The NFL’s Roughing the Passer Rule Is Alienating Way More Fans Than the Kneeling Thing

It’s nice to talk about an NFL story that involves people being angry over something that people justifiably should be mad about. I am talking, of course, about the way NFL officials have been calling roughing the passer in situations that clearly aren’t, specifically against Green Bay Packers linebacker Clay Matthews. Mathews was flagged with a personal foul for the third week in a row on what no one in their right mind would call a foul. Take a look.

The NFL explained why that was a good call despite Matthews not going helmet to helmet, grabbing the face mask, hitting him in the head or hitting him late. What Matthews did there was make a clean sack. The league said that it’s a penalty because “the defender lands ‘with all or most of the defender’s weight’ on the passer.” In other words, being on top of a quarterback when you tackle him is a potential penalty.

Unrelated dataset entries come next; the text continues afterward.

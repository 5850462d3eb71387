use primitive_types::U256;

use crate::errors::CustomError;

/// Fractional digits shown for token balances.
pub const DECIMALS_TO_SHOW: u32 = 5;
/// Fractional digits kept for fiat values.
pub const FIAT_DECIMALS: u32 = 2;

const CURRENCY_SYMBOLS: &[(&str, &str)] = &[
    ("aud", "$"),
    ("brl", "R$"),
    ("cad", "$"),
    ("cny", "¥"),
    ("eur", "€"),
    ("gbp", "£"),
    ("hkd", "HK$"),
    ("inr", "₹"),
    ("jpy", "¥"),
    ("krw", "₩"),
    ("mxn", "$"),
    ("nzd", "NZ$"),
    ("rub", "₽"),
    ("sgd", "S$"),
    ("usd", "$"),
];

/// Parses a decimal minimal-unit string such as `"1500000000000000000"`.
pub fn parse_minimal_units(value: &str) -> Result<U256, CustomError> {
    U256::from_dec_str(value.trim())
        .map_err(|_| CustomError::InvalidAmountError(value.to_string()))
}

/// Scale a minimal-unit amount by `decimals`, trimming trailing zeros.
pub fn format_units(amount: U256, decimals: u8) -> String {
    let decimals = decimals as usize;
    let mut amount_str = amount.to_string();

    if amount_str.len() <= decimals {
        amount_str.insert_str(0, &"0".repeat(decimals - amount_str.len() + 1));
    }

    if decimals == 0 {
        return amount_str;
    }

    let point = amount_str.len() - decimals;
    amount_str.insert(point, '.');

    let trimmed = amount_str.trim_end_matches('0').trim_end_matches('.');
    if trimmed.is_empty() {
        "0".to_string()
    } else {
        trimmed.to_string()
    }
}

/// Human-readable balance rounded to `decimals_to_show` digits.
///
/// Positive amounts too small to show become `"< 0.00001"`.
pub fn render_from_token_minimal_unit(amount: U256, decimals: u8, decimals_to_show: u32) -> String {
    let value: f64 = format_units(amount, decimals).parse().unwrap_or(0.0);
    let threshold = 10f64.powi(-(decimals_to_show as i32));

    if value > 0.0 && value < threshold {
        return format!("< {}", render_number(threshold));
    }

    render_number(round_to(value, decimals_to_show))
}

/// Fiat value of `balance`, or `None` when the exchange rate is unknown.
///
/// A zero exchange rate means the price feed has nothing for this token and
/// is treated the same as a missing one.
pub fn balance_to_fiat(
    balance: &str,
    conversion_rate: f64,
    exchange_rate: Option<f64>,
    currency_code: &str,
) -> Option<String> {
    let exchange_rate = exchange_rate.filter(|rate| *rate != 0.0)?;
    let balance: f64 = balance.trim().parse().ok()?;
    let fiat = round_to(balance * exchange_rate * conversion_rate, FIAT_DECIMALS);
    if !fiat.is_finite() {
        return None;
    }
    Some(add_currency_symbol(fiat, currency_code))
}

pub fn add_currency_symbol(amount: f64, currency_code: &str) -> String {
    let prefix = if amount < 0.0 { "-" } else { "" };
    let magnitude = amount.abs();
    let rendered = if magnitude.fract() == 0.0 {
        render_number(magnitude)
    } else {
        format!("{:.2}", magnitude)
    };

    let code = currency_code.to_lowercase();
    match CURRENCY_SYMBOLS.iter().find(|(c, _)| *c == code) {
        Some((_, symbol)) => format!("{}{}{}", prefix, symbol, rendered),
        None => format!("{}{} {}", prefix, rendered, currency_code.to_uppercase()),
    }
}

fn round_to(value: f64, digits: u32) -> f64 {
    let base = 10f64.powi(digits as i32);
    (value * base).round() / base
}

fn render_number(value: f64) -> String {
    if value == 0.0 {
        // avoid "-0"
        return "0".to_string();
    }
    format!("{}", value)
}
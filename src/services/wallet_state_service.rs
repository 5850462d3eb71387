use std::collections::HashMap;
use std::sync::RwLock;

use async_trait::async_trait;
use log::{debug, info};

use crate::{
    errors::CustomError,
    models::{
        asset::{normalize_address, validate_address, Asset},
        price_context::{DisplaySettings, PriceContext},
        wallet_state::{WalletState, WalletStateUpdate},
    },
    services::{collaborators::TokenRemover, units::parse_minimal_units},
};

/// Everything one render pass reads, detached from the store.
#[derive(Debug, Clone)]
pub struct RenderSnapshot {
    pub assets: Vec<Asset>,
    pub context: PriceContext,
    pub settings: DisplaySettings,
}

/// Owns the upstream wallet state and hands out read-only snapshots.
pub struct WalletStateStore {
    state: RwLock<WalletState>,
}

impl WalletStateStore {
    pub fn new(state: WalletState) -> Self {
        Self {
            state: RwLock::new(state),
        }
    }

    pub fn with_currency(currency: &str) -> Self {
        Self::new(WalletState {
            current_currency: currency.to_string(),
            ..Default::default()
        })
    }

    /// Merge an update. Invalid input leaves the state untouched.
    ///
    /// Address keys are stored lowercased; two keys naming the same address
    /// are rejected.
    pub fn apply(&self, update: WalletStateUpdate) -> Result<(), CustomError> {
        if let Some(tokens) = &update.tokens {
            validate_tokens(tokens)?;
        }
        if let Some(balances) = &update.token_balances {
            for (address, amount) in balances {
                check_address(address)?;
                parse_minimal_units(amount)?;
            }
        }
        if let Some(rates) = &update.token_exchange_rates {
            for (address, rate) in rates {
                check_address(address)?;
                if !rate.is_finite() || *rate < 0.0 {
                    return Err(CustomError::ValidationError(format!(
                        "exchange rate for {} must be a non-negative number",
                        address
                    )));
                }
            }
        }
        if let Some(rate) = update.conversion_rate {
            if !rate.is_finite() || rate < 0.0 {
                return Err(CustomError::ValidationError(
                    "conversion rate must be a non-negative number".to_string(),
                ));
            }
        }

        let token_balances = update.token_balances.map(normalize_keys).transpose()?;
        let token_exchange_rates = update.token_exchange_rates.map(normalize_keys).transpose()?;
        let token_logos = update.token_logos.map(normalize_keys).transpose()?;

        let mut state = self
            .state
            .write()
            .map_err(|_| CustomError::InternalServerError)?;

        if let Some(tokens) = update.tokens {
            let listed: Vec<Asset> = tokens
                .into_iter()
                .filter(|asset| !is_ignored(&state.ignored_tokens, asset))
                .collect();
            state.tokens = listed;
        }
        if let Some(rate) = update.conversion_rate {
            state.conversion_rate = rate;
        }
        if let Some(currency) = update.current_currency {
            state.current_currency = currency;
        }
        if let Some(balances) = token_balances {
            state.token_balances = balances;
        }
        if let Some(rates) = token_exchange_rates {
            state.token_exchange_rates = rates;
        }
        if let Some(logos) = token_logos {
            state.token_logos = logos;
        }
        if let Some(settings) = update.settings {
            state.settings = settings;
        }

        debug!("wallet state updated: {} tokens", state.tokens.len());
        Ok(())
    }

    /// Build the read-only inputs for one render.
    pub fn snapshot(&self) -> Result<RenderSnapshot, CustomError> {
        let state = self
            .state
            .read()
            .map_err(|_| CustomError::InternalServerError)?;

        let mut context = PriceContext::new(state.conversion_rate, &state.current_currency);
        for (address, rate) in &state.token_exchange_rates {
            context = context.with_exchange_rate(address, *rate);
        }
        for (address, amount) in &state.token_balances {
            // validated on the way in
            if let Ok(raw) = parse_minimal_units(amount) {
                context = context.with_balance(address, raw);
            }
        }
        for (address, logo) in &state.token_logos {
            context = context.with_logo(address, logo);
        }

        Ok(RenderSnapshot {
            assets: state.tokens.clone(),
            context,
            settings: state.settings.clone(),
        })
    }

    /// Look up a listed asset; `None` selects the native asset.
    pub fn find_asset(&self, address: Option<&str>) -> Result<Asset, CustomError> {
        let state = self
            .state
            .read()
            .map_err(|_| CustomError::InternalServerError)?;

        let wanted = address.map(normalize_address);
        state
            .tokens
            .iter()
            .find(|asset| match &wanted {
                Some(wanted) => asset.lookup_key().as_ref() == Some(wanted),
                None => asset.is_native_asset,
            })
            .cloned()
            .ok_or_else(|| CustomError::TokenNotFoundError(address.unwrap_or("native").to_string()))
    }

    pub fn ignored_tokens(&self) -> Vec<String> {
        self.state
            .read()
            .map(|state| state.ignored_tokens.clone())
            .unwrap_or_default()
    }
}

#[async_trait]
impl TokenRemover for WalletStateStore {
    async fn remove_and_ignore_token(&self, address: &str) -> Result<(), CustomError> {
        let key = normalize_address(address);
        let mut state = self
            .state
            .write()
            .map_err(|_| CustomError::InternalServerError)?;

        let position = state
            .tokens
            .iter()
            .position(|asset| asset.lookup_key().as_deref() == Some(key.as_str()))
            .ok_or_else(|| CustomError::TokenNotFoundError(address.to_string()))?;

        if state.tokens[position].is_native_asset {
            return Err(CustomError::NativeAssetNotRemovableError);
        }

        let removed = state.tokens.remove(position);
        if !state.ignored_tokens.contains(&key) {
            state.ignored_tokens.push(key.clone());
        }
        state.token_balances.retain(|a, _| normalize_address(a) != key);

        info!("token {} ({}) removed and ignored", removed.symbol, key);
        Ok(())
    }
}

fn check_address(address: &str) -> Result<(), CustomError> {
    if validate_address(address) {
        Ok(())
    } else {
        Err(CustomError::InvalidAddressError(address.to_string()))
    }
}

fn normalize_keys<V>(map: HashMap<String, V>) -> Result<HashMap<String, V>, CustomError> {
    let mut normalized = HashMap::with_capacity(map.len());
    for (address, value) in map {
        let key = normalize_address(&address);
        if normalized.insert(key, value).is_some() {
            return Err(CustomError::ValidationError(format!(
                "address {} is listed more than once",
                address
            )));
        }
    }
    Ok(normalized)
}

fn validate_tokens(tokens: &[Asset]) -> Result<(), CustomError> {
    let native_count = tokens.iter().filter(|asset| asset.is_native_asset).count();
    if native_count > 1 {
        return Err(CustomError::ValidationError(
            "at most one native asset may be listed".to_string(),
        ));
    }

    for asset in tokens {
        match (&asset.address, asset.is_native_asset) {
            (Some(address), false) => check_address(address)?,
            (None, false) => {
                return Err(CustomError::ValidationError(format!(
                    "token {} is missing an address",
                    asset.symbol
                )))
            }
            (Some(_), true) => {
                return Err(CustomError::ValidationError(
                    "the native asset has no contract address".to_string(),
                ))
            }
            (None, true) => {}
        }
    }
    Ok(())
}

fn is_ignored(ignored: &[String], asset: &Asset) -> bool {
    asset
        .lookup_key()
        .map(|key| ignored.contains(&key))
        .unwrap_or(false)
}

#[cfg(test)]
mod tests {
    use super::*;
    use primitive_types::U256;

    const DAI: &str = "0x6B175474E89094C44Da98b954EedeAC495271d0F";

    fn seeded() -> WalletStateStore {
        let store = WalletStateStore::with_currency("usd");
        store
            .apply(WalletStateUpdate {
                tokens: Some(vec![Asset::native("ETH", "1"), Asset::token(DAI, "DAI", 18)]),
                conversion_rate: Some(2000.0),
                token_balances: Some(HashMap::from([(
                    DAI.to_string(),
                    "3000000000000000000".to_string(),
                )])),
                token_exchange_rates: Some(HashMap::from([(DAI.to_string(), 0.0005)])),
                ..Default::default()
            })
            .unwrap();
        store
    }

    #[test]
    fn snapshot_builds_case_insensitive_context() {
        let snapshot = seeded().snapshot().unwrap();
        assert_eq!(snapshot.assets.len(), 2);
        assert_eq!(snapshot.context.conversion_rate, 2000.0);
        assert_eq!(
            snapshot.context.balance(&DAI.to_lowercase()),
            Some(U256::from_dec_str("3000000000000000000").unwrap())
        );
        assert_eq!(snapshot.context.exchange_rate(DAI), Some(0.0005));
    }

    #[test]
    fn rejects_bad_balances_without_partial_writes() {
        let store = seeded();
        let err = store
            .apply(WalletStateUpdate {
                conversion_rate: Some(1.0),
                token_balances: Some(HashMap::from([(DAI.to_string(), "lots".to_string())])),
                ..Default::default()
            })
            .unwrap_err();

        assert_eq!(err, CustomError::InvalidAmountError("lots".to_string()));
        assert_eq!(store.snapshot().unwrap().context.conversion_rate, 2000.0);
    }

    #[test]
    fn stores_address_keys_lowercased() {
        let store = seeded();
        store
            .apply(WalletStateUpdate {
                token_exchange_rates: Some(HashMap::from([(DAI.to_string(), 0.001)])),
                ..Default::default()
            })
            .unwrap();

        let state = store.state.read().unwrap();
        assert!(state.token_balances.contains_key(&DAI.to_lowercase()));
        assert_eq!(state.token_exchange_rates.get(&DAI.to_lowercase()), Some(&0.001));
        assert!(!state.token_exchange_rates.contains_key(DAI));
    }

    #[test]
    fn rejects_keys_differing_only_in_case() {
        let store = seeded();
        let err = store
            .apply(WalletStateUpdate {
                token_balances: Some(HashMap::from([
                    (DAI.to_string(), "1".to_string()),
                    (DAI.to_lowercase(), "2".to_string()),
                ])),
                ..Default::default()
            })
            .unwrap_err();

        assert!(matches!(err, CustomError::ValidationError(_)));
        assert_eq!(
            store.snapshot().unwrap().context.balance(DAI),
            Some(U256::from_dec_str("3000000000000000000").unwrap())
        );
    }

    #[test]
    fn rejects_two_native_assets() {
        let store = WalletStateStore::with_currency("usd");
        let err = store
            .apply(WalletStateUpdate {
                tokens: Some(vec![Asset::native("ETH", "1"), Asset::native("ETH", "2")]),
                ..Default::default()
            })
            .unwrap_err();
        assert!(matches!(err, CustomError::ValidationError(_)));
    }

    #[test]
    fn find_asset_by_address_or_native() {
        let store = seeded();
        assert_eq!(store.find_asset(None).unwrap().symbol, "ETH");
        assert_eq!(store.find_asset(Some(&DAI.to_lowercase())).unwrap().symbol, "DAI");
        assert!(matches!(
            store.find_asset(Some("0x0000000000000000000000000000000000000001")),
            Err(CustomError::TokenNotFoundError(_))
        ));
    }

    #[actix_web::test]
    async fn removed_tokens_stay_ignored() {
        let store = seeded();
        store.remove_and_ignore_token(DAI).await.unwrap();

        assert_eq!(store.snapshot().unwrap().assets.len(), 1);
        assert_eq!(store.ignored_tokens(), vec![DAI.to_lowercase()]);

        // controllers re-reporting the token do not bring it back
        store
            .apply(WalletStateUpdate {
                tokens: Some(vec![Asset::native("ETH", "1"), Asset::token(DAI, "DAI", 18)]),
                ..Default::default()
            })
            .unwrap();
        assert_eq!(store.snapshot().unwrap().assets.len(), 1);
    }

    #[actix_web::test]
    async fn removing_unknown_token_fails() {
        let store = seeded();
        let err = store
            .remove_and_ignore_token("0x0000000000000000000000000000000000000001")
            .await
            .unwrap_err();
        assert!(matches!(err, CustomError::TokenNotFoundError(_)));
    }
}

Packers’ coach Mike McCarthy was very unhappy with this turn of events.

It’s not particularly PC to repeat this anymore, but Pittsburgh Steelers Hall of Fame linebacker Jack Lambert once said that quarterbacks should wear skirts because of the lengths the league went to keep them from taking hits in the 1970s, and it clearly hasn’t gotten any better for defenses since then. The rule is ostensibly because quarterbacks are defenseless when throwing the ball, and there are rules about roughing place kickers and punters as well. But quarterbacks are also the most popular players in the league, which means they sell the most jerseys. The NFL absolutely doesn’t want those guys getting hurt at all ever. Pretty much any time a guy with one of the top ten selling jerseys gets injured, whatever kind of hit he took that resulted in the injury is illegal the next season.

Here’s what I think happened. When the referees met during the off-season, they decided they needed a way to penalize absolutely anyone who sacked Tom Brady in order to throw games for the Patriots they way they’ve been doing for the past 20 years but without looking like quite as big of an ass-pull as the “Tuck Rule.” So you throw some super questionable roughing the passer flags during the first weeks of the season, and all of a sudden the Patriots are marching into the playoffs despite starting the season with a worse record than the Cleveland Browns.

If you take a quick look on Google, you’ll see that people have been arguing about this literally forever. There are Neanderthal cave drawings in Spain of Ook and Og arguing about bad roughing the passer calls. The first message on ARPANET, the precursor to the internet, was probably about a penalty called against a guy who sacked Joe Namath. There are World War 2 carrier pigeon messages that read “Did you see that the quarterbacks are wearing leather helmets and are allowed to throw the ball down the field now? What is the world coming to?” But the league is unlikely to let anything happen to a star quarterback that would prevent him from hosting a terrible episode of Saturday Night Live.